Collected data entries
┄┄┄┄┄┄┄┄┄┄
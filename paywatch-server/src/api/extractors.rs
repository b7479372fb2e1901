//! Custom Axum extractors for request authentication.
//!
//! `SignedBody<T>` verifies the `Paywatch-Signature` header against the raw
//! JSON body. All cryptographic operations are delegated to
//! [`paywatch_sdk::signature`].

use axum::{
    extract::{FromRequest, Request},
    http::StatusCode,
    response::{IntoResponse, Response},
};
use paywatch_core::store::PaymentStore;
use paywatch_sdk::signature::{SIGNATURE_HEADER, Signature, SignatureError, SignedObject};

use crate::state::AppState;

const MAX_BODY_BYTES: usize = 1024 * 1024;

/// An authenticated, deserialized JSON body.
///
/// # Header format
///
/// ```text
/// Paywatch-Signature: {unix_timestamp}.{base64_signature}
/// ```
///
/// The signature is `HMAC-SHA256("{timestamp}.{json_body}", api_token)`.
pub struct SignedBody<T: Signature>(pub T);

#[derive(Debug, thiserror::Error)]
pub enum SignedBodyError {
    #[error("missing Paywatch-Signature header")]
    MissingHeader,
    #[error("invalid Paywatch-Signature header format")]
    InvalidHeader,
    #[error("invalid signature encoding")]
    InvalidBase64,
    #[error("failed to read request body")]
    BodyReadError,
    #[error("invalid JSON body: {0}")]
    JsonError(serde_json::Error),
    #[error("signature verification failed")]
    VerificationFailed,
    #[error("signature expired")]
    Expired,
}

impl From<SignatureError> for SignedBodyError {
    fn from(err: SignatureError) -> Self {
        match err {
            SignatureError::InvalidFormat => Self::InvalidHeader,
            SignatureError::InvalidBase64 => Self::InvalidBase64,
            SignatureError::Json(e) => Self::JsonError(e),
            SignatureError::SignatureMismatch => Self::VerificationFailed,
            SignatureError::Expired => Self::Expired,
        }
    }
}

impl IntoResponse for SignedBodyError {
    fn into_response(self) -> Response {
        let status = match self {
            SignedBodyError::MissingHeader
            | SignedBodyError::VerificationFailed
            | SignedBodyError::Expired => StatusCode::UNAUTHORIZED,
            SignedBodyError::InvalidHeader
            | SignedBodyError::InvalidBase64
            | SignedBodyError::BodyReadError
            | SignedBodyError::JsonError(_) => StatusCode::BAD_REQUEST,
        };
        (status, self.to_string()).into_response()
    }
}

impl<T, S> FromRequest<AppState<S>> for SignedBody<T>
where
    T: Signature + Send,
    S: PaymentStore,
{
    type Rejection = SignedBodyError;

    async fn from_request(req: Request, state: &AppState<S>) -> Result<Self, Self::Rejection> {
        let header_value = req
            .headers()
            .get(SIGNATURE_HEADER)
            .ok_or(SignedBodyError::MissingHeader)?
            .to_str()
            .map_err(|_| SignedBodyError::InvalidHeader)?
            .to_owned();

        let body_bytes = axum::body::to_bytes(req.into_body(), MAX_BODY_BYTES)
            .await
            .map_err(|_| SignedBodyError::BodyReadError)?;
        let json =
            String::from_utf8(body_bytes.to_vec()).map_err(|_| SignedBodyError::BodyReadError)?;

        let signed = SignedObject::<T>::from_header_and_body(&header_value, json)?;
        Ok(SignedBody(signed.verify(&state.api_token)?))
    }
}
┄┄┄┄┄┄┄┄┄┄
● **Exercise details**: Each entry is to be retyped exactly as it appears.

● **Output for this task**:
filename paywatch-server/src/api/extractors.rs
repository b7479372fb2e1901
//! Custom Axum extractors for request authentication.
//!
//! `SignedBody<T>` verifies the `Paywatch-Signature` header against the raw
//! JSON body. All cryptographic operations are delegated to
//! [`paywatch_sdk::signature`].

use axum::{
    extract::{FromRequest, Request},
    http::StatusCode,
    response::{IntoResponse, Response},
};
use paywatch_core::store::PaymentStore;
use paywatch_sdk::signature::{SIGNATURE_HEADER, Signature, SignatureError, SignedObject};

use crate::state::AppState;

const MAX_BODY_BYTES: usize = 1024 * 1024;

/// An authenticated, deserialized JSON body.
///
/// # Header format
///
/// ```text
/// Paywatch-Signature: {unix_timestamp}.{base64_signature}
/// ```
///
/// The signature is `HMAC-SHA256("{timestamp}.{json_body}", api_token)`.
pub struct SignedBody<T: Signature>(pub T);

#[derive(Debug, thiserror::Error)]
pub enum SignedBodyError {
    #[error("missing Paywatch-Signature header")]
    MissingHeader,
    #[error("invalid Paywatch-Signature header format")]
    InvalidHeader,
    #[error("invalid signature encoding")]
    InvalidBase64,
    #[error("failed to read request body")]
    BodyReadError,
    #[error("invalid JSON body: {0}")]
    JsonError(serde_json::Error),
    #[error("signature verification failed")]
    VerificationFailed,
    #[error("signature expired")]
    Expired,
}

impl From<SignatureError> for SignedBodyError {
    fn from(err: SignatureError) -> Self {
        match err {
            SignatureError::InvalidFormat => Self::InvalidHeader,
            SignatureError::InvalidBase64 => Self::InvalidBase64,
            SignatureError::Json(e) => Self::JsonError(e),
            SignatureError::SignatureMismatch => Self::VerificationFailed,
            SignatureError::Expired => Self::Expired,
        }
    }
}

impl IntoResponse for SignedBodyError {
    fn into_response(self) -> Response {
        let status = match self {
            SignedBodyError::MissingHeader
            | SignedBodyError::VerificationFailed
            | SignedBodyError::Expired => StatusCode::UNAUTHORIZED,
            SignedBodyError::InvalidHeader
            | SignedBodyError::InvalidBase64
            | SignedBodyError::BodyReadError
            | SignedBodyError::JsonError(_) => StatusCode::BAD_REQUEST,
        };
        (status, self.to_string()).into_response()
    }
}

impl<T, S> FromRequest<AppState<S>> for SignedBody<T>
where
    T: Signature + Send,
    S: PaymentStore,
{
    type Rejection = SignedBodyError;

    async fn from_request(req: Request, state: &AppState<S>) -> Result<Self, Self::Rejection> {
        let header_value = req
            .headers()
            .get(SIGNATURE_HEADER)
            .ok_or(SignedBodyError::MissingHeader)?
            .to_str()
            .map_err(|_| SignedBodyError::InvalidHeader)?
            .to_owned();

        let body_bytes = axum::body::to_bytes(req.into_body(), MAX_BODY_BYTES)
            .await
            .map_err(|_| SignedBodyError::BodyReadError)?;
        let json =
            String::from_utf8(body_bytes.to_vec()).map_err(|_| SignedBodyError::BodyReadError)?;

        let signed = SignedObject::<T>::from_header_and_body(&header_value, json)?;
        Ok(SignedBody(signed.verify(&state.api_token)?))
    }
}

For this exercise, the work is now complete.